Researchers have developed a groundbreaking method to improve the stability and performance of quantum systems and address issues such as decoherence and control errors. The method, which exploits the cross-correlation between two noise sources, increases the coherence time by a factor of 10, improving control fidelity and enhancing the sensitivity of quantum sensing.
The new quantum method significantly improves the system’s coherence and detection capabilities, widening the range of potential applications in precision industries.
A new method to dramatically improve the performance of quantum technologies exploits the cross-correlation of two noise sources to extend coherence time, improve control fidelity, and increase the sensitivity of high-frequency sensing. This innovative strategy addresses a key challenge in quantum systems, increasing stability by a factor of 10, paving the way for more reliable and versatile quantum devices.

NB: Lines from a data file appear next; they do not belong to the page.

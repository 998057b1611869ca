//! Modelo de Document
//!
//! Flujo de verificación de documentos. Cada documento nace `pending`;
//! aprobar o rechazar son las únicas operaciones que lo vuelven terminal y
//! ambas registran al verificador. Un documento corregido es un registro
//! nuevo, nunca la mutación de uno rechazado. La expiración se evalúa de
//! forma perezosa igual que en las cotizaciones.

use chrono::{DateTime, Duration, Utc};
use serde::{Deserialize, Serialize};
use sqlx::{FromRow, Type};
use uuid::Uuid;
use validator::Validate;

use crate::models::route::Route;
use crate::models::vehicle::VehicleType;
use crate::utils::errors::{conflict_error, validation_error, AppError, AppResult};

/// Tipo de documento - mapea al ENUM document_type
#[derive(Debug, Clone, Copy, Serialize, Deserialize, Type, PartialEq, Eq, Hash)]
#[sqlx(type_name = "document_type", rename_all = "snake_case")]
#[serde(rename_all = "snake_case")]
pub enum DocumentType {
    VehicleTitle,
    PurchaseInvoice,
    OwnerId,
    InsuranceCertificate,
    CustomsDeclaration,
    CommercialInvoice,
}

impl DocumentType {
    pub fn as_str(&self) -> &'static str {
        match self {
            DocumentType::VehicleTitle => "vehicle_title",
            DocumentType::PurchaseInvoice => "purchase_invoice",
            DocumentType::OwnerId => "owner_id",
            DocumentType::InsuranceCertificate => "insurance_certificate",
            DocumentType::CustomsDeclaration => "customs_declaration",
            DocumentType::CommercialInvoice => "commercial_invoice",
        }
    }

    pub fn parse(value: &str) -> Result<Self, AppError> {
        match value {
            "vehicle_title" => Ok(DocumentType::VehicleTitle),
            "purchase_invoice" => Ok(DocumentType::PurchaseInvoice),
            "owner_id" => Ok(DocumentType::OwnerId),
            "insurance_certificate" => Ok(DocumentType::InsuranceCertificate),
            "customs_declaration" => Ok(DocumentType::CustomsDeclaration),
            "commercial_invoice" => Ok(DocumentType::CommercialInvoice),
            other => Err(validation_error(format!(
                "unknown document type '{}'",
                other
            ))),
        }
    }
}

/// Estado del documento - mapea al ENUM document_status
#[derive(Debug, Clone, Copy, Serialize, Deserialize, Type, PartialEq, Eq)]
#[sqlx(type_name = "document_status", rename_all = "lowercase")]
#[serde(rename_all = "lowercase")]
pub enum DocumentStatus {
    Pending,
    Approved,
    Rejected,
    Expired,
}

/// Document principal - mapea a la tabla documents
///
/// Pertenece a una reserva o directamente a un cliente; al menos una de las
/// dos referencias debe existir.
#[derive(Debug, Clone, Serialize, Deserialize, FromRow)]
pub struct Document {
    pub id: Uuid,
    pub booking_id: Option<Uuid>,
    pub customer_id: Option<Uuid>,
    pub document_type: DocumentType,
    pub file_name: String,
    pub status: DocumentStatus,
    pub expiry_date: Option<DateTime<Utc>>,
    pub verified_by: Option<String>,
    pub rejection_reason: Option<String>,
    pub created_at: DateTime<Utc>,
}

impl Document {
    /// Estado efectivo: un documento con `expiry_date` vencida se reporta
    /// expirado salvo que ya esté rechazado.
    pub fn effective_status(&self, now: DateTime<Utc>) -> DocumentStatus {
        if self.status == DocumentStatus::Rejected {
            return self.status;
        }
        match self.expiry_date {
            Some(expiry) if now > expiry => DocumentStatus::Expired,
            _ => self.status,
        }
    }

    /// Solo un documento pendiente admite revisión; el re-review de un
    /// terminal es Conflict.
    pub fn ensure_reviewable(&self, now: DateTime<Utc>) -> AppResult<()> {
        match self.effective_status(now) {
            DocumentStatus::Pending => Ok(()),
            DocumentStatus::Expired => Err(conflict_error(format!(
                "document {} is expired; a new document must be submitted",
                self.id
            ))),
            other => Err(conflict_error(format!(
                "document {} was already {}; submit a new document instead",
                self.id,
                match other {
                    DocumentStatus::Approved => "approved",
                    DocumentStatus::Rejected => "rejected",
                    _ => "reviewed",
                }
            ))),
        }
    }

    /// Un requisito solo lo satisface un documento efectivamente aprobado
    pub fn satisfies_requirement(&self, now: DateTime<Utc>) -> bool {
        self.effective_status(now) == DocumentStatus::Approved
    }

    /// Aprobado y con vencimiento dentro de la ventana de aviso
    pub fn is_expiring_within(&self, now: DateTime<Utc>, days: i64) -> bool {
        self.status == DocumentStatus::Approved
            && match self.expiry_date {
                Some(expiry) => expiry > now && expiry <= now + Duration::days(days),
                None => false,
            }
    }
}

/// Conjunto de documentos requeridos para una reserva.
///
/// Depende de la ruta (aduanas) y del tipo de vehículo.
pub fn required_documents(route: &Route, vehicle_type: VehicleType) -> Vec<DocumentType> {
    let mut required = vec![
        DocumentType::VehicleTitle,
        DocumentType::PurchaseInvoice,
        DocumentType::OwnerId,
        DocumentType::InsuranceCertificate,
    ];
    if route.requires_customs {
        required.push(DocumentType::CustomsDeclaration);
    }
    if vehicle_type == VehicleType::CommercialTruck {
        required.push(DocumentType::CommercialInvoice);
    }
    required
}

/// Documentos faltantes: requeridos menos los tipos cubiertos por documentos
/// efectivamente aprobados. Los pendientes y rechazados no cuentan.
pub fn missing_documents(
    required: &[DocumentType],
    documents: &[Document],
    now: DateTime<Utc>,
) -> Vec<DocumentType> {
    required
        .iter()
        .copied()
        .filter(|doc_type| {
            !documents
                .iter()
                .any(|d| d.document_type == *doc_type && d.satisfies_requirement(now))
        })
        .collect()
}

/// Request para registrar un documento subido
#[derive(Debug, Deserialize, Validate)]
pub struct SubmitDocumentRequest {
    pub booking_id: Option<Uuid>,
    pub customer_id: Option<Uuid>,
    pub document_type: DocumentType,

    #[validate(length(min = 1, max = 255))]
    pub file_name: String,

    pub expiry_date: Option<DateTime<Utc>>,
}

impl SubmitDocumentRequest {
    pub fn validate_owner(&self) -> AppResult<()> {
        if self.booking_id.is_none() && self.customer_id.is_none() {
            return Err(validation_error(
                "document requires a booking_id or a customer_id",
            ));
        }
        Ok(())
    }
}

/// Filtros para búsqueda de documentos
#[derive(Debug, Clone, Default, Deserialize)]
pub struct DocumentFilters {
    pub status: Option<DocumentStatus>,
    pub document_type: Option<DocumentType>,
    pub booking_id: Option<Uuid>,
    pub customer_id: Option<Uuid>,
    pub date_from: Option<DateTime<Utc>>,
    pub date_to: Option<DateTime<Utc>>,
}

Quantum Technology Breakthrough
Researchers have developed a new method to dramatically improve the stability and performance of quantum systems, marking a major advancement in quantum technology. This pioneering work addresses the long-standing challenges of decoherence and imperfect control, paving the way for more reliable and sensitive quantum devices.
Quantum technologies such as quantum computers and quantum sensors have great potential to revolutionize fields as diverse as computing, cryptography and medical imaging. However, their development has been hindered by the harmful effects of noise, which can perturb quantum states and introduce errors.
The Bloch sphere of a qubit exposed to cross-correlated noise (blue and red). The method interferes destructively with this noise, resulting in superior performance. Credit: Author
Overcoming noise in quantum systems
Many previous approaches to mitigating noise in quantum systems focus primarily on temporal autocorrelation, which examines how the noise behaves over time. While these methods are effective to some extent, they fall short in the presence of other types of noise correlation.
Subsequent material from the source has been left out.